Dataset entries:
━━━━━━━━━━

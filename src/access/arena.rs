use crate::page::{Page, PageReference, PageSlot};
use crate::types::{Result, TesseraError};

/// Transaction-scoped storage of uncommitted trie pages.
///
/// Pages reference each other through [`PageSlot`]s; committed pages are
/// copied in before they are modified, so nothing reachable from a
/// published uber page is ever touched.
#[derive(Debug, Default)]
pub(crate) struct PageArena {
    pages: Vec<Option<Page>>,
}

impl PageArena {
    pub(crate) fn alloc(&mut self, page: Page) -> PageSlot {
        self.pages.push(Some(page));
        PageSlot(self.pages.len() - 1)
    }

    pub(crate) fn get(&self, slot: PageSlot) -> Result<&Page> {
        self.pages
            .get(slot.0)
            .and_then(Option::as_ref)
            .ok_or_else(|| TesseraError::PageNotFound(format!("arena slot {}", slot.0)))
    }

    pub(crate) fn get_mut(&mut self, slot: PageSlot) -> Result<&mut Page> {
        self.pages
            .get_mut(slot.0)
            .and_then(Option::as_mut)
            .ok_or_else(|| TesseraError::PageNotFound(format!("arena slot {}", slot.0)))
    }

    /// Moves a page out, leaving the slot empty.
    pub(crate) fn take(&mut self, slot: PageSlot) -> Result<Page> {
        self.pages
            .get_mut(slot.0)
            .and_then(Option::take)
            .ok_or_else(|| TesseraError::PageNotFound(format!("arena slot {}", slot.0)))
    }

    pub(crate) fn reference(&self, slot: PageSlot, index: usize) -> Result<&PageReference> {
        let page = self.get(slot)?;
        page.reference(index).ok_or_else(|| {
            TesseraError::PageNotFound(format!("{} page has no reference {index}", page.kind()))
        })
    }

    pub(crate) fn reference_mut(
        &mut self,
        slot: PageSlot,
        index: usize,
    ) -> Result<&mut PageReference> {
        let page = self.get_mut(slot)?;
        let kind = page.kind();
        page.reference_mut(index).ok_or_else(|| {
            TesseraError::PageNotFound(format!("{kind} page has no reference {index}"))
        })
    }

    pub(crate) fn len(&self) -> usize {
        self.pages.iter().filter(|p| p.is_some()).count()
    }

    pub(crate) fn clear(&mut self) {
        self.pages.clear();
    }
}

━━━━━━━━━━

Required action -> No line may be left out; the records are to be transcribed in full.

Answer for this exercise ->
filename src/access/arena.rs
use crate::page::{Page, PageReference, PageSlot};
use crate::types::{Result, TesseraError};

/// Transaction-scoped storage of uncommitted trie pages.
///
/// Pages reference each other through [`PageSlot`]s; committed pages are
/// copied in before they are modified, so nothing reachable from a
/// published uber page is ever touched.
#[derive(Debug, Default)]
pub(crate) struct PageArena {
    pages: Vec<Option<Page>>,
}

impl PageArena {
    pub(crate) fn alloc(&mut self, page: Page) -> PageSlot {
        self.pages.push(Some(page));
        PageSlot(self.pages.len() - 1)
    }

    pub(crate) fn get(&self, slot: PageSlot) -> Result<&Page> {
        self.pages
            .get(slot.0)
            .and_then(Option::as_ref)
            .ok_or_else(|| TesseraError::PageNotFound(format!("arena slot {}", slot.0)))
    }

    pub(crate) fn get_mut(&mut self, slot: PageSlot) -> Result<&mut Page> {
        self.pages
            .get_mut(slot.0)
            .and_then(Option::as_mut)
            .ok_or_else(|| TesseraError::PageNotFound(format!("arena slot {}", slot.0)))
    }

    /// Moves a page out, leaving the slot empty.
    pub(crate) fn take(&mut self, slot: PageSlot) -> Result<Page> {
        self.pages
            .get_mut(slot.0)
            .and_then(Option::take)
            .ok_or_else(|| TesseraError::PageNotFound(format!("arena slot {}", slot.0)))
    }

    pub(crate) fn reference(&self, slot: PageSlot, index: usize) -> Result<&PageReference> {
        let page = self.get(slot)?;
        page.reference(index).ok_or_else(|| {
            TesseraError::PageNotFound(format!("{} page has no reference {index}", page.kind()))
        })
    }

    pub(crate) fn reference_mut(
        &mut self,
        slot: PageSlot,
        index: usize,
    ) -> Result<&mut PageReference> {
        let page = self.get_mut(slot)?;
        let kind = page.kind();
        page.reference_mut(index).ok_or_else(|| {
            TesseraError::PageNotFound(format!("{kind} page has no reference {index}"))
        })
    }

    pub(crate) fn len(&self) -> usize {
        self.pages.iter().filter(|p| p.is_some()).count()
    }

    pub(crate) fn clear(&mut self) {
        self.pages.clear();
    }
}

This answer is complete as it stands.